Au sein de sa compagnie La PAC – La ParoleAuCentre, Louise Emö explore l’art de la parole sous des formes diverses. Avec un intérêt particulier pour les langages hors-normes. Dans Simon, la méduse et le continent dont elle signe le texte et la mise en scène, Simon Vialle incarne un enfant au verbe pas comme les autres.
Dans son ventre, Simon a une méduse qui gigote, qui l’angoisse. Heureusement qu’au-dessus de sa tête, il a petit nuage personnel, un ami imaginaire du nom de Monsieur Murmure avec qui il peut s’évader loin du monde des adultes. Loin de Jeanne, sa maman qui écrit des livres qu’il est trop petit pour lire et qui multiplie les amants. Loin de l’école « normale » qui le juge trop singulier pour elle, et qui s’apprête à l’envoyer ailleurs. Dans un centre pour enfants comme lui, hors des rails. En quelques phrases prononcées à toute vitesse, mais séparées par des silences toujours inattendus, le comédien Simon Vialle a dit toute l’histoire de son homonyme. Mais le « dit », pour l’auteure et metteure en scène Louise Emö, n’est qu’une petite chose face au « dire ».

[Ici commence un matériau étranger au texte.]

//! Pure per-bucket statistics over raw listings.
//!
//! Everything here is deterministic: no clocks, no I/O. Given the same
//! listings the same snapshots come out, which is what makes bulk
//! recomputation idempotent.

use log::warn;
use rustc_hash::FxHashMap;

use crate::config::MarketSettings;
use crate::db::models::{Listing, ListingKind, MarketSnapshot};
use crate::snapshot::{BedroomBucket, Period};

/// Domain policy parameters for the liquidity and ROI formulas.
///
/// Must stay stable across recomputation runs so period-over-period
/// comparisons remain valid.
#[derive(Debug, Clone, Copy)]
pub struct AggregationParams {
    /// Exposure window the liquidity rate is normalized to, in days.
    pub liquidity_window_days: f64,
    /// Rent contract values per year (1.0 when rents are quoted annually).
    pub rent_periods_per_year: f64,
}

impl From<&MarketSettings> for AggregationParams {
    fn from(s: &MarketSettings) -> Self {
        Self {
            liquidity_window_days: s.liquidity_window_days,
            rent_periods_per_year: s.rent_periods_per_year,
        }
    }
}

/// Descriptive statistics over the usable prices of one bucket/kind.
#[derive(Debug, Clone, Copy, Default)]
struct PriceStats {
    count: i64,
    avg: Option<f64>,
    median: Option<f64>,
    min: Option<f64>,
    max: Option<f64>,
}

fn price_stats(mut prices: Vec<f64>) -> PriceStats {
    if prices.is_empty() {
        return PriceStats::default();
    }

    prices.sort_by(|a, b| a.total_cmp(b));
    let n = prices.len();
    let sum: f64 = prices.iter().sum();
    let median = if n % 2 == 1 {
        prices[n / 2]
    } else {
        (prices[n / 2 - 1] + prices[n / 2]) / 2.0
    };

    PriceStats {
        count: n as i64,
        avg: Some(sum / n as f64),
        median: Some(median),
        min: Some(prices[0]),
        max: Some(prices[n - 1]),
    }
}

/// Per-kind accumulator for one bedroom bucket.
#[derive(Debug, Default)]
struct KindRecords {
    prices: Vec<f64>,
    exposure_days: Vec<f64>,
}

impl KindRecords {
    fn total_exposure(&self) -> f64 {
        self.exposure_days.iter().sum()
    }

    fn avg_exposure(&self) -> Option<f64> {
        if self.exposure_days.is_empty() {
            None
        } else {
            Some(self.total_exposure() / self.exposure_days.len() as f64)
        }
    }
}

/// Result of aggregating one entity's listings for one period.
#[derive(Debug)]
pub struct BucketAggregate {
    pub snapshots: Vec<MarketSnapshot>,
    /// Records skipped because they could not be bucketed or carried no
    /// usable price.
    pub skipped: usize,
}

/// A price is usable when it is a finite positive number; scraped data
/// carries zeros and absurd placeholders often enough to matter.
fn usable_price(price: Option<f64>) -> Option<f64> {
    price.filter(|p| p.is_finite() && *p > 0.0)
}

/// Aggregate one entity's listings into one snapshot per bedroom bucket.
///
/// The bucket set is whatever buckets appear in the input; a bucket whose
/// records all lack a usable price still yields a row with zero counts and
/// null statistics, so report consumers can render "no data" uniformly.
/// A malformed record (unparseable bedroom field, missing or unusable
/// price) is skipped, logged and counted, never fatal.
pub fn aggregate_entity(
    entity_id: i64,
    listings: &[Listing],
    units_total: Option<i32>,
    period: Period,
    params: AggregationParams,
) -> BucketAggregate {
    let mut buckets: FxHashMap<BedroomBucket, (KindRecords, KindRecords)> = FxHashMap::default();
    let mut skipped = 0usize;

    for listing in listings {
        let bucket = match listing.bedrooms.as_deref().and_then(BedroomBucket::parse) {
            Some(b) => b,
            None => {
                warn!(
                    "Skipping listing {} for entity {}: unusable bedroom field {:?}",
                    listing.source_id, entity_id, listing.bedrooms
                );
                skipped += 1;
                continue;
            },
        };

        let entry = buckets.entry(bucket).or_default();
        let records = match listing.kind {
            ListingKind::Sale => &mut entry.0,
            ListingKind::Rent => &mut entry.1,
        };

        match usable_price(listing.price) {
            Some(price) => {
                records.prices.push(price);
                if let Some(days) = listing.exposure_days(period.start, period.end) {
                    records.exposure_days.push(days);
                }
            },
            None => {
                // The bucket row is still emitted; only the record is lost
                warn!(
                    "Skipping listing {} for entity {}: unusable price {:?}",
                    listing.source_id, entity_id, listing.price
                );
                skipped += 1;
            },
        }
    }

    // Deterministic output order
    let mut keys: Vec<BedroomBucket> = buckets.keys().copied().collect();
    keys.sort();

    let snapshots = keys
        .into_iter()
        .map(|bucket| {
            let (sale, rent) = buckets.remove(&bucket).unwrap_or_default();
            bucket_snapshot(entity_id, bucket, sale, rent, units_total, period, params)
        })
        .collect();

    BucketAggregate { snapshots, skipped }
}

fn bucket_snapshot(
    entity_id: i64,
    bucket: BedroomBucket,
    sale: KindRecords,
    rent: KindRecords,
    units_total: Option<i32>,
    period: Period,
    params: AggregationParams,
) -> MarketSnapshot {
    // Exposure figures first; price_stats consumes the vectors
    let sale_total_exposure = sale.total_exposure();
    let rent_total_exposure = rent.total_exposure();
    let avg_sale_exposure_days = sale.avg_exposure();
    let avg_rent_exposure_days = rent.avg_exposure();

    let sale_stats = price_stats(sale.prices);
    let rent_stats = price_stats(rent.prices);

    // liquidity = ads turned over per exposure window
    let liquidity = |total_exposure: f64, count: i64| {
        if total_exposure > 0.0 {
            Some(count as f64 * params.liquidity_window_days / total_exposure)
        } else {
            None
        }
    };

    // Gross annual rent yield against the same bucket's sale prices
    let roi = match (rent_stats.avg, sale_stats.avg) {
        (Some(rent_avg), Some(sale_avg)) if sale_avg > 0.0 => {
            Some(rent_avg * params.rent_periods_per_year / sale_avg)
        },
        _ => None,
    };

    let ads_per_unit = |count: i64| match units_total {
        Some(units) if units > 0 => Some(count as f64 / units as f64),
        _ => None,
    };

    MarketSnapshot {
        entity_id,
        bedrooms: bucket.to_string(),
        period_start: period.start,
        period_end: period.end,
        sale_count: sale_stats.count,
        rent_count: rent_stats.count,
        avg_sale_price: sale_stats.avg,
        median_sale_price: sale_stats.median,
        min_sale_price: sale_stats.min,
        max_sale_price: sale_stats.max,
        avg_rent_price: rent_stats.avg,
        median_rent_price: rent_stats.median,
        min_rent_price: rent_stats.min,
        max_rent_price: rent_stats.max,
        avg_sale_exposure_days,
        avg_rent_exposure_days,
        sale_ads_per_unit: ads_per_unit(sale_stats.count),
        rent_ads_per_unit: ads_per_unit(rent_stats.count),
        sale_liquidity: liquidity(sale_total_exposure, sale_stats.count),
        rent_liquidity: liquidity(rent_total_exposure, rent_stats.count),
        roi,
    }
}

#[cfg(test)]
mod tests {
    use super::*;
    use chrono::NaiveDate;

    const PARAMS: AggregationParams = AggregationParams {
        liquidity_window_days: 30.0,
        rent_periods_per_year: 1.0,
    };

    fn period() -> Period {
        Period::parse("2026-08").unwrap()
    }

    fn listing(
        source_id: &str,
        kind: ListingKind,
        price: Option<f64>,
        bedrooms: Option<&str>,
    ) -> Listing {
        Listing {
            source_id: source_id.to_string(),
            building_id: 1,
            kind,
            price,
            bedrooms: bedrooms.map(|s| s.to_string()),
            area_sqm: None,
            listed_at: NaiveDate::from_ymd_opt(2026, 8, 1).unwrap(),
            delisted_at: Some(NaiveDate::from_ymd_opt(2026, 8, 16).unwrap()),
        }
    }

    #[test]
    fn median_of_odd_and_even_counts() {
        let odd = price_stats(vec![3.0, 1.0, 2.0]);
        assert_eq!(odd.median, Some(2.0));

        let even = price_stats(vec![4.0, 1.0, 2.0, 3.0]);
        assert_eq!(even.median, Some(2.5));
    }

    #[test]
    fn empty_prices_give_null_stats() {
        let stats = price_stats(vec![]);
        assert_eq!(stats.count, 0);
        assert_eq!(stats.avg, None);
        assert_eq!(stats.median, None);
        assert_eq!(stats.min, None);
        assert_eq!(stats.max, None);
    }

    #[test]
    fn bucket_without_usable_prices_still_emits_row() {
        let listings = vec![
            listing("a", ListingKind::Sale, None, Some("1 B/R")),
            listing("b", ListingKind::Sale, Some(0.0), Some("1 B/R")),
        ];
        let result = aggregate_entity(1, &listings, None, period(), PARAMS);

        assert_eq!(result.snapshots.len(), 1);
        let row = &result.snapshots[0];
        assert_eq!(row.bedrooms, "1 B/R");
        assert_eq!(row.sale_count, 0);
        assert_eq!(row.avg_sale_price, None);
        assert_eq!(row.median_sale_price, None);
    }

    #[test]
    fn unusable_price_records_counted_as_skipped() {
        let listings = vec![
            listing("a", ListingKind::Sale, None, Some("1 B/R")),
            listing("b", ListingKind::Sale, Some(0.0), Some("1 B/R")),
            listing("c", ListingKind::Sale, Some(f64::NAN), Some("1 B/R")),
            listing("d", ListingKind::Sale, Some(1_000_000.0), Some("1 B/R")),
            listing("e", ListingKind::Rent, Some(70_000.0), None),
        ];
        let result = aggregate_entity(1, &listings, None, period(), PARAMS);

        // a, b, c (price) + e (bedrooms)
        assert_eq!(result.skipped, 4);
        assert_eq!(result.snapshots.len(), 1);
        assert_eq!(result.snapshots[0].sale_count, 1);
    }

    #[test]
    fn malformed_bedrooms_skipped_not_fatal() {
        let listings = vec![
            listing("a", ListingKind::Sale, Some(1_000_000.0), Some("1 B/R")),
            listing("b", ListingKind::Sale, Some(2_000_000.0), None),
            listing("c", ListingKind::Sale, Some(3_000_000.0), Some("penthouse")),
        ];
        let result = aggregate_entity(1, &listings, None, period(), PARAMS);

        assert_eq!(result.skipped, 2);
        assert_eq!(result.snapshots.len(), 1);
        assert_eq!(result.snapshots[0].sale_count, 1);
    }

    #[test]
    fn stats_computed_per_bucket_and_kind() {
        let listings = vec![
            listing("a", ListingKind::Sale, Some(1_000_000.0), Some("1 B/R")),
            listing("b", ListingKind::Sale, Some(1_200_000.0), Some("1 B/R")),
            listing("c", ListingKind::Rent, Some(80_000.0), Some("1 B/R")),
            listing("d", ListingKind::Sale, Some(2_500_000.0), Some("2 B/R")),
        ];
        let result = aggregate_entity(1, &listings, Some(100), period(), PARAMS);

        assert_eq!(result.snapshots.len(), 2);
        let one_br = &result.snapshots[0];
        assert_eq!(one_br.bedrooms, "1 B/R");
        assert_eq!(one_br.sale_count, 2);
        assert_eq!(one_br.rent_count, 1);
        assert_eq!(one_br.avg_sale_price, Some(1_100_000.0));
        assert_eq!(one_br.min_sale_price, Some(1_000_000.0));
        assert_eq!(one_br.max_sale_price, Some(1_200_000.0));
        assert_eq!(one_br.sale_ads_per_unit, Some(0.02));
        // ROI = annual rent avg / sale avg
        assert_eq!(one_br.roi, Some(80_000.0 / 1_100_000.0));

        let two_br = &result.snapshots[1];
        assert_eq!(two_br.bedrooms, "2 B/R");
        assert_eq!(two_br.roi, None);
    }

    #[test]
    fn liquidity_normalized_to_window() {
        // Two ads, 15 days exposure each: 2 * 30 / 30 = 2 per window
        let listings = vec![
            listing("a", ListingKind::Sale, Some(1_000_000.0), Some("1 B/R")),
            listing("b", ListingKind::Sale, Some(1_100_000.0), Some("1 B/R")),
        ];
        let result = aggregate_entity(1, &listings, None, period(), PARAMS);
        assert_eq!(result.snapshots[0].sale_liquidity, Some(2.0));
        assert_eq!(result.snapshots[0].avg_sale_exposure_days, Some(15.0));
    }

    #[test]
    fn aggregation_is_idempotent() {
        let listings = vec![
            listing("a", ListingKind::Sale, Some(1_000_000.0), Some("Studio")),
            listing("b", ListingKind::Rent, Some(55_000.0), Some("Studio")),
            listing("c", ListingKind::Sale, Some(900_000.0), Some("1 B/R")),
            listing("d", ListingKind::Sale, None, Some("bad")),
        ];
        let first = aggregate_entity(7, &listings, Some(50), period(), PARAMS);
        let second = aggregate_entity(7, &listings, Some(50), period(), PARAMS);

        assert_eq!(first.snapshots, second.snapshots);
        assert_eq!(first.skipped, second.skipped);
    }
}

Dans Simon, la méduse et le continent, Simon Vialle déploie une parole toute en répétitions, en bégaiements qui cassent tous les codes de la parole quotidienne. Et qui interrogent notre manière de mettre les mots les uns à la suite des autres, au théâtre comme dans la vie. Première pièce de La PAC – La ParoleAuCentre, recréée récemment et accompagnée par le CDN de Normandie-Rouen, ce seul en scène pose les bases de la recherche de Louise Emö, qui a depuis engagé son verbe curieux et aiguisé dans bien d’autres aventures. Dans la Spoken World Tragedy (2016), pièce évolutive où elle performe elle-même des paroles écrites à partir de témoignages qu’elle recueille dans ses divers lieux de résidence. Et dans Mal de crâne (2018), où elle imagine une rencontre entre Hamlet et le rappeur Eminem pour baliser les fragilités de sa génération – elle est trentenaire – et mesurer ses perspectives.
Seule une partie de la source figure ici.